### EXERCISE AIM
Tally every line of the material that includes "HttpProvider", then give the tally and nothing else.
%%
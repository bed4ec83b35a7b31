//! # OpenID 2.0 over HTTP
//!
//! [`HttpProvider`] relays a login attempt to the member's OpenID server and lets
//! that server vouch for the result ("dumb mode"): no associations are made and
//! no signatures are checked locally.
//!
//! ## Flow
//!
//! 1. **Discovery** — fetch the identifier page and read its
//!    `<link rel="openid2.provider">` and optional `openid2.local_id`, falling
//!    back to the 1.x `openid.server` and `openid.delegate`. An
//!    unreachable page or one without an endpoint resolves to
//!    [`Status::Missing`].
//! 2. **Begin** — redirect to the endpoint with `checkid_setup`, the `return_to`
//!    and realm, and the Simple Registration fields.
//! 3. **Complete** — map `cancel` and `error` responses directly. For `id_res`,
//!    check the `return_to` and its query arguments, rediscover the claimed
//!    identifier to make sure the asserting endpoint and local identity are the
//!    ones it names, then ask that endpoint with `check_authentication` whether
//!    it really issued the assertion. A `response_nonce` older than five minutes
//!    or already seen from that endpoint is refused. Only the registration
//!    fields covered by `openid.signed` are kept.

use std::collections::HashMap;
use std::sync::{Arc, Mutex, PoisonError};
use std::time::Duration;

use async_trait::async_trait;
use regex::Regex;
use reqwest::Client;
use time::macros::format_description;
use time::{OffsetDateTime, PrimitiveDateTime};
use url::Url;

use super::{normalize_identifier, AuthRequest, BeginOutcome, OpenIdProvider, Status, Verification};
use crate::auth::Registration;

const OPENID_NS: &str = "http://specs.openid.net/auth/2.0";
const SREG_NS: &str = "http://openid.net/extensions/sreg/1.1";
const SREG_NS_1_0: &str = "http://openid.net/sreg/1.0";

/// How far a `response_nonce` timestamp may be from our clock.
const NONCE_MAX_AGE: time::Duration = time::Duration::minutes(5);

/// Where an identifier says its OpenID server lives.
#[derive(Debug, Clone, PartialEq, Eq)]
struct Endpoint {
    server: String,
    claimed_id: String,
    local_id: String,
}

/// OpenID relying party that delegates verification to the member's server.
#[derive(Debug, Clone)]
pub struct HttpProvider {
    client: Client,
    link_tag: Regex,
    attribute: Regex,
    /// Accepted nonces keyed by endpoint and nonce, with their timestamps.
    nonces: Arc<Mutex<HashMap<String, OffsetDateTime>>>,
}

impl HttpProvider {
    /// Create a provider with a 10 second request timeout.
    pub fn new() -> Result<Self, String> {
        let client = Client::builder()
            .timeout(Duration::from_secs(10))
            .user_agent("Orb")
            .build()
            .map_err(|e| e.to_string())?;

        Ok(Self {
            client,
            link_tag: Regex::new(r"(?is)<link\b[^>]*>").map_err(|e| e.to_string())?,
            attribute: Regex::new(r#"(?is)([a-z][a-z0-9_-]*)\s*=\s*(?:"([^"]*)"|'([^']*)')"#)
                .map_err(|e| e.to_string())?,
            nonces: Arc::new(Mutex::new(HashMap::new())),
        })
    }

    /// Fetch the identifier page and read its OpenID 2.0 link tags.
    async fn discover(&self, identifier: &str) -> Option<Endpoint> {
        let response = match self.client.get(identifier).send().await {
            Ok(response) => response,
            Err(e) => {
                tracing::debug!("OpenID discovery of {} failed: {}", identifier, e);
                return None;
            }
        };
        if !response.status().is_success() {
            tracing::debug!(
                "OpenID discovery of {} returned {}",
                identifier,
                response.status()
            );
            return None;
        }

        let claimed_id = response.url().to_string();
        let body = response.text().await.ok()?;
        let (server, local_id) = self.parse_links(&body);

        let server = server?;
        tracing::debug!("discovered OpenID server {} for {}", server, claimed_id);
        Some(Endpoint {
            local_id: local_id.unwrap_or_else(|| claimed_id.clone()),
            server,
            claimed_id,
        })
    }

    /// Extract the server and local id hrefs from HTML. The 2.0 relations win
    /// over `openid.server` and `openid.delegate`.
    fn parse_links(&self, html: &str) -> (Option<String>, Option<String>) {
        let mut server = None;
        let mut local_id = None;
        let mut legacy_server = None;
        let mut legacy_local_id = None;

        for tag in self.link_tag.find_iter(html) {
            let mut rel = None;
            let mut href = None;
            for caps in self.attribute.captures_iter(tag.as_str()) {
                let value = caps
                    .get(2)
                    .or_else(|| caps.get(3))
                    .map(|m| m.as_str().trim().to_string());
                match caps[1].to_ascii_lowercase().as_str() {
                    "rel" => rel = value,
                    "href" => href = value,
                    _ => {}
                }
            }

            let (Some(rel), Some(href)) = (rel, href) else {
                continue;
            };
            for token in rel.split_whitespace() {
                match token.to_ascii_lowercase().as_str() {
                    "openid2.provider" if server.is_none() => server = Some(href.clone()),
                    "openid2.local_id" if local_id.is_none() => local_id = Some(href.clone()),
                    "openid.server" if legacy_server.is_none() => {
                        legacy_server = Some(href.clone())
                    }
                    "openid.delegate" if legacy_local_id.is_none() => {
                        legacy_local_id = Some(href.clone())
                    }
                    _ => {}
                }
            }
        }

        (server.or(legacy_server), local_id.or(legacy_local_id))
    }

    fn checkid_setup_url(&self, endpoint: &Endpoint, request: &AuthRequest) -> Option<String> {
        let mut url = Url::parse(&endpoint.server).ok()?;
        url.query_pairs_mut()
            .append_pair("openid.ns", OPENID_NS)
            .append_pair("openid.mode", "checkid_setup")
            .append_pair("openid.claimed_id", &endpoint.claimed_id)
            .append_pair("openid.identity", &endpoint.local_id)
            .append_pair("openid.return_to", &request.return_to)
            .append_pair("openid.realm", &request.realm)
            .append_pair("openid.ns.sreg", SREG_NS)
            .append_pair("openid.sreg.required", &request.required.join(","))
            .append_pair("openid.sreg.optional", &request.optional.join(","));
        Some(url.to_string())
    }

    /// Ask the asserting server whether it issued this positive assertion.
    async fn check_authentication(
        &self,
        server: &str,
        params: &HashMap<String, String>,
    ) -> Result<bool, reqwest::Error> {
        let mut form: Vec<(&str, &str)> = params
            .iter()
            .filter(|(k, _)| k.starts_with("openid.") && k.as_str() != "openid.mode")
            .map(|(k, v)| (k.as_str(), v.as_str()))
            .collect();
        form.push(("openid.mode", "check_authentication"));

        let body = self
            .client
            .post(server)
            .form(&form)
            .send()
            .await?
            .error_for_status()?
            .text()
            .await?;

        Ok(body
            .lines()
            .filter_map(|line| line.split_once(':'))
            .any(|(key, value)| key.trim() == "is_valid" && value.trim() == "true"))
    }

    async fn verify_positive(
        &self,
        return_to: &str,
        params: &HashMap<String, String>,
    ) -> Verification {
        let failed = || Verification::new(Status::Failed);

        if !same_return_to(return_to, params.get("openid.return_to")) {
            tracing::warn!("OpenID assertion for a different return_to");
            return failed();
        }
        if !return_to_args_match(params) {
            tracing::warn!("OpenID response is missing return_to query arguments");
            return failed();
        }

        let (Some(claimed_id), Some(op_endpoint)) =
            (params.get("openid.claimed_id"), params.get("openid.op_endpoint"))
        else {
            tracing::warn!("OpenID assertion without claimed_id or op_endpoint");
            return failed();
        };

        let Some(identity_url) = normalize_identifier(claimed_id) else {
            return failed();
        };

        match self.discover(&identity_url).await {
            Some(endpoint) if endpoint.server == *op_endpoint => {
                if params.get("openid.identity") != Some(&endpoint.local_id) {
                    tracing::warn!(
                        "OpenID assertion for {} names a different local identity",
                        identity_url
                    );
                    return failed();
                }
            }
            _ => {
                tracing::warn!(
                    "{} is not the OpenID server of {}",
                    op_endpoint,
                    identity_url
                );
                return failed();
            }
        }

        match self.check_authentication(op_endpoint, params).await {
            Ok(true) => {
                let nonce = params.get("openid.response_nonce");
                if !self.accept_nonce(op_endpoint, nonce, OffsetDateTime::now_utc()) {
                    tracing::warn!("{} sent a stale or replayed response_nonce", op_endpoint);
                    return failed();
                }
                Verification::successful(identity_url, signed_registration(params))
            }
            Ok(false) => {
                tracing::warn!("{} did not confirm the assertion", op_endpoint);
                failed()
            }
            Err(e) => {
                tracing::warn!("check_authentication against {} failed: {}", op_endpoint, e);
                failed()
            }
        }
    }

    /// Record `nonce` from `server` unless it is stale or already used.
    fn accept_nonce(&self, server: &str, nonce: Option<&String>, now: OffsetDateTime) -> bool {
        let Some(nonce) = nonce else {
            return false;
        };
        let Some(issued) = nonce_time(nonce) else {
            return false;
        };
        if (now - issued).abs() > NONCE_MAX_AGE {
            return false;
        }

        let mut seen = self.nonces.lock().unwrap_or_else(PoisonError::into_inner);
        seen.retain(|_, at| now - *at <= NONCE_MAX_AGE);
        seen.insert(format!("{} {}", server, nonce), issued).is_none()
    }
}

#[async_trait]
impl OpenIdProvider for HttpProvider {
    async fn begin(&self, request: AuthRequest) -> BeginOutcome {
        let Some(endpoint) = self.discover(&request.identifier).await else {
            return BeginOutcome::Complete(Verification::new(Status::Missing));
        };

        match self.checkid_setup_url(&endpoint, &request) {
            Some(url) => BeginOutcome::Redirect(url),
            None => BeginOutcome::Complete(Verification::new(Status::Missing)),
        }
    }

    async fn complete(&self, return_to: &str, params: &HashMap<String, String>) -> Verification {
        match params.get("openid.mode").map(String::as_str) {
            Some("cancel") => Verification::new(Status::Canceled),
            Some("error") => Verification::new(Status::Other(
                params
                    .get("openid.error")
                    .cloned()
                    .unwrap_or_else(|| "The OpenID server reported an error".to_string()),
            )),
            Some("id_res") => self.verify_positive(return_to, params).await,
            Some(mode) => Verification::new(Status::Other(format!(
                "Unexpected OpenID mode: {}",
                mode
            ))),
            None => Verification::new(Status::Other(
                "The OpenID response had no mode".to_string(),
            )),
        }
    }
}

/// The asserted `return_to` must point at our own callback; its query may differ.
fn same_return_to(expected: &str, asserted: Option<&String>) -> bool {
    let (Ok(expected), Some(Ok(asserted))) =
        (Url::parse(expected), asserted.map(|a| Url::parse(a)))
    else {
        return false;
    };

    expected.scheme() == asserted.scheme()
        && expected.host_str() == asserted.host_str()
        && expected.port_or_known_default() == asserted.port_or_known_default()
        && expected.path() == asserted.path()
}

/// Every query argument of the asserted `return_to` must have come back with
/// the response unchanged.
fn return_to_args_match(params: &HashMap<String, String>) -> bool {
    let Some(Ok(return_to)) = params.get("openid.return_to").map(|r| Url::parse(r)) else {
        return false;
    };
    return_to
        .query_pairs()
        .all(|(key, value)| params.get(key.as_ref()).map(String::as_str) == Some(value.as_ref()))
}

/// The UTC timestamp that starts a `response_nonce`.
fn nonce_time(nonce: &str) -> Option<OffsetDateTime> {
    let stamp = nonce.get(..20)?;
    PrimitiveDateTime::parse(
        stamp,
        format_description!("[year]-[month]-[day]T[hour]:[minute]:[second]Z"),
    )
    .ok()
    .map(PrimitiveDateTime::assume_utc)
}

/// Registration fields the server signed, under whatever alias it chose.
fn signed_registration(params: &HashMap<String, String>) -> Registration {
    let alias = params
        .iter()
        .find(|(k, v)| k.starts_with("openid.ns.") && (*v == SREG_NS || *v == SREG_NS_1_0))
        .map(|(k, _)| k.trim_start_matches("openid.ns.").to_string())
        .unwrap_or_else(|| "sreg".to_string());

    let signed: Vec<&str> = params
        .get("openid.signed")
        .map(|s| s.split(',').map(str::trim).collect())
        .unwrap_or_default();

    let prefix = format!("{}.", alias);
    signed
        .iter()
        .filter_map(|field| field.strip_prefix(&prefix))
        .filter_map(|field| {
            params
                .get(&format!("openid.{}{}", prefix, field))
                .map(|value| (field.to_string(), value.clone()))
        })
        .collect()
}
%%
### ANSWER TO THIS EXERCISE
4